Worst for: formulas where you need a bright, vivid green (the oxide is muted and earthy — use CI 77289 or a green mica blend for vibrancy), transparent products (it is very opaque), products where gritty texture is unacceptable and you cannot mill finely enough.

Common pitfalls

Expecting vivid green. CI 77288 is an olive-to-forest muted green. For a brighter, more jewel-toned green, use chromium hydroxide green (CI 77289) or blend with a green mica.

Insufficient grinding. The particles are hard and dense. In eyeshadow and face products, poor milling leaves a scratchy feel. Use a mortar and pestle, muller, or ball mill to refine the texture.

Confusing CI 77288 with CI 77289. They are different pigments with different shades. CI 77288 is the muted olive. CI 77289 is the brighter, hydrated green. Know which one your formula needs.

Overuse in soap. Above about 1.5% in cold-process soap, the pigment can accumulate and leave green residue on skin or washcloths. Start at 0.5% and increase gradually.

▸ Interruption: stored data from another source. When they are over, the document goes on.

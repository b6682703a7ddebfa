//! Async driver over [`embedded_hal_async::i2c::I2c`] and [`embedded_hal_async::delay::DelayNs`].

use crate::controller::Controller;
use crate::hw_def::*;
use crate::types::*;

use embedded_hal_async::{delay::DelayNs, i2c::I2c};

/// SHT3x-DIS driver and acquisition state machine, async flavour
///
/// Same state machine and semantics as [`crate::blocking::Sht3x`]; waiting for a conversion
/// yields to the executor instead of spinning.
#[derive(Debug)]
pub struct Sht3x<I2C, Delay, Clk> {
    i2c: I2C,
    delay: Delay,
    i2c_addr: I2cAddr,
    core: Controller<Clk>,
}

impl<I2C, Delay, Clk, E> Sht3x<I2C, Delay, Clk>
where
    I2C: I2c<Error = E>,
    Delay: DelayNs,
    Clk: Clock,
    E: embedded_hal::i2c::Error,
{
    /// Create a new driver instance
    pub fn new(i2c: I2C, delay: Delay, clock: Clk, i2c_addr: I2cAddr) -> Self {
        Self { i2c, delay, i2c_addr, core: Controller::new(clock) }
    }

    /// Release the bus, delay and clock
    pub fn destroy(self) -> (I2C, Delay, Clk) {
        (self.i2c, self.delay, self.core.into_clock())
    }

    async fn command(&mut self, cmd: Command) -> Result<(), Error<E>> {
        trace!("sht3x: command {:?}", cmd);
        self.i2c.write(self.i2c_addr.as_u8(), &cmd.to_be_bytes()).await.map_err(Error::I2c)
    }

    async fn break_periodic(&mut self) -> Result<(), Error<E>> {
        self.command(Command::Break).await?;
        self.core.stopped();
        self.delay.delay_us(COMMAND_RECOVERY_US).await;
        Ok(())
    }

    /// Select the acquisition mode, stopping a running periodic acquisition first
    pub async fn set_mode(&mut self, mode: AcquisitionMode) -> Result<(), Error<E>> {
        if self.core.periodic_running() {
            self.break_periodic().await?;
        }
        debug!("sht3x: mode {:?}", mode);
        self.core.configure(mode);
        Ok(())
    }

    /// Currently selected mode
    pub fn mode(&self) -> Option<AcquisitionMode> {
        self.core.mode()
    }

    /// Current state of the acquisition state machine
    pub fn state(&self) -> State {
        self.core.state()
    }

    /// Trigger a single shot measurement, or start periodic acquisition
    pub async fn init_read(&mut self) -> Result<(), Error<E>> {
        if let Some(cmd) = self.core.read_command()? {
            self.command(cmd).await?;
            self.core.read_started();
        }
        Ok(())
    }

    /// Whether the conversion time of the last trigger has elapsed; no bus traffic
    pub fn is_ready(&self) -> bool {
        self.core.is_ready()
    }

    /// Fetch and convert the pending measurement, see [`crate::blocking::Sht3x::get_sample`]
    pub async fn get_sample(&mut self, unit: TemperatureUnit, blocking: bool) -> Result<Sample, Error<E>> {
        let fetch = self.core.fetch(blocking)?;
        if fetch.wait_us > 0 {
            self.delay.delay_us(fetch.wait_us).await;
        }
        let result = self.transfer(fetch.command).await;
        self.core.complete(result, unit)
    }

    async fn transfer(&mut self, cmd: Option<Command>) -> Result<[u8; REPLY_LEN], E> {
        let addr = self.i2c_addr.as_u8();
        if let Some(cmd) = cmd {
            self.i2c.write(addr, &cmd.to_be_bytes()).await?;
        }
        let mut read_buf = [0u8; REPLY_LEN];
        self.i2c.read(addr, &mut read_buf).await?;
        Ok(read_buf)
    }

    /// Stop periodic acquisition; no-op otherwise
    pub async fn stop(&mut self) -> Result<(), Error<E>> {
        if self.core.periodic_running() {
            self.break_periodic().await?;
        }
        Ok(())
    }

    /// Soft reset; the mode has to be selected again afterwards
    pub async fn soft_reset(&mut self) -> Result<(), Error<E>> {
        self.stop().await?;
        self.command(Command::SoftReset).await?;
        self.core.reset();
        self.delay.delay_us(SOFT_RESET_US).await;
        Ok(())
    }

    /// Condensation heater
    pub async fn heater(&mut self, on: bool) -> Result<(), Error<E>> {
        self.command(if on { Command::HeaterEnable } else { Command::HeaterDisable }).await
    }

    /// Read and optionally clear status bits
    pub async fn read_status(&mut self, clear: bool) -> Result<StatusBits, Error<E>> {
        self.command(Command::ReadStatus).await?;
        let mut read_buf = [0u8; WORD_REPLY_LEN];
        self.i2c.read(self.i2c_addr.as_u8(), &mut read_buf).await.map_err(Error::I2c)?;
        let status = decode_word(&read_buf, Field::Status)?;
        if clear {
            self.command(Command::ClearStatus).await?;
        }
        Ok(StatusBits::from(status))
    }
}

#[cfg(test)]
mod tests {
    use super::*;
    use crate::controller::tests::{reply, ManualClock};

    use embedded_hal::i2c::{ErrorKind, NoAcknowledgeSource};
    use embedded_hal_mock::eh1::delay::NoopDelay;
    use embedded_hal_mock::eh1::i2c::{Mock as I2cMock, Transaction};
    use pollster::block_on;

    const ADDR: u8 = 0x45;

    #[test]
    fn single_shot_round() {
        let expectations = [
            Transaction::write(ADDR, vec![0x24, 0x0B]),
            Transaction::read(ADDR, vec![0; 6])
                .with_error(ErrorKind::NoAcknowledge(NoAcknowledgeSource::Data)),
            Transaction::read(ADDR, reply(0xFFFF, 0x0000).to_vec()),
        ];
        let clock = ManualClock::default();
        let mut sht = Sht3x::new(I2cMock::new(&expectations), NoopDelay::new(), clock.clone(), I2cAddr::AddrHigh);

        block_on(async {
            assert_eq!(sht.init_read().await, Err(Error::NotConfigured));
            sht.set_mode(AcquisitionMode::single_shot(Accuracy::Medium)).await.unwrap();
            sht.init_read().await.unwrap();
            assert_eq!(sht.get_sample(TemperatureUnit::Celsius, false).await, Err(Error::NotReady));
            clock.advance_us(7_000);
            assert_eq!(sht.get_sample(TemperatureUnit::Celsius, false).await, Err(Error::NotReady));
            let sample = sht.get_sample(TemperatureUnit::Celsius, true).await.unwrap();
            assert!((sample.centigrade - 130.0).abs() < 1e-4);
            assert_eq!(sample.humidity_percent, 0.0);
        });
        assert_eq!(sht.state(), State::Configured);

        let (mut i2c, _, _) = sht.destroy();
        i2c.done();
    }

    #[test]
    fn periodic_round() {
        let expectations = [
            Transaction::write(ADDR, vec![0x20, 0x2F]),
            Transaction::write(ADDR, vec![0xE0, 0x00]),
            Transaction::read(ADDR, reply(0x6666, 0x8000).to_vec()),
            Transaction::write(ADDR, vec![0x30, 0x93]),
        ];
        let clock = ManualClock::default();
        let mut sht = Sht3x::new(I2cMock::new(&expectations), NoopDelay::new(), clock.clone(), I2cAddr::AddrHigh);

        block_on(async {
            sht.set_mode(AcquisitionMode::periodic(Accuracy::Low, 0.5).unwrap()).await.unwrap();
            sht.init_read().await.unwrap();
            clock.advance_us(2_000_000);
            let sample = sht.get_sample(TemperatureUnit::Fahrenheit, true).await.unwrap();
            assert!((sample.temperature() - 77.0).abs() < 0.01);
            sht.stop().await.unwrap();
        });
        assert_eq!(sht.state(), State::Configured);

        let (mut i2c, _, _) = sht.destroy();
        i2c.done();
    }

    #[test]
    fn failed_break_is_returned() {
        let expectations = [
            Transaction::write(ADDR, vec![0x23, 0x34]),
            Transaction::write(ADDR, vec![0x30, 0x93]).with_error(ErrorKind::Bus),
            Transaction::write(ADDR, vec![0x30, 0x93]),
        ];
        let mut sht = Sht3x::new(I2cMock::new(&expectations), NoopDelay::new(), ManualClock::default(), I2cAddr::AddrHigh);
        let periodic = AcquisitionMode::periodic(Accuracy::High, 4.0).unwrap();

        block_on(async {
            sht.set_mode(periodic).await.unwrap();
            sht.init_read().await.unwrap();
            assert_eq!(
                sht.set_mode(AcquisitionMode::single_shot(Accuracy::High)).await,
                Err(Error::I2c(ErrorKind::Bus))
            );
            assert_eq!(sht.mode(), Some(periodic));
            sht.set_mode(AcquisitionMode::single_shot(Accuracy::High)).await.unwrap();
        });
        assert_eq!(sht.state(), State::Configured);

        let (mut i2c, _, _) = sht.destroy();
        i2c.done();
    }
}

Using non-cosmetic-grade. Industrial chromium oxide is widely available as a polishing compound and is much cheaper than cosmetic grade. It is not purified for skin safety. Always verify cosmetic-grade certification.

Substitutes

  • Chromium hydroxide green (CI 77289) — brighter, more vivid green from the same mineral family.
  • Green mica blends — pearlescent shimmer green, less opaque.
  • Spirulina powder — natural green, but unstable (fades and shifts brown over time).
  • Chlorophyll — natural green pigment, extremely unstable in most cosmetic bases.
  • French green clay — for soap and masks, provides a muted sage-green.
  • Iron oxide yellow + ultramarine blue blend — creates an olive-green without using chromium-based pigments.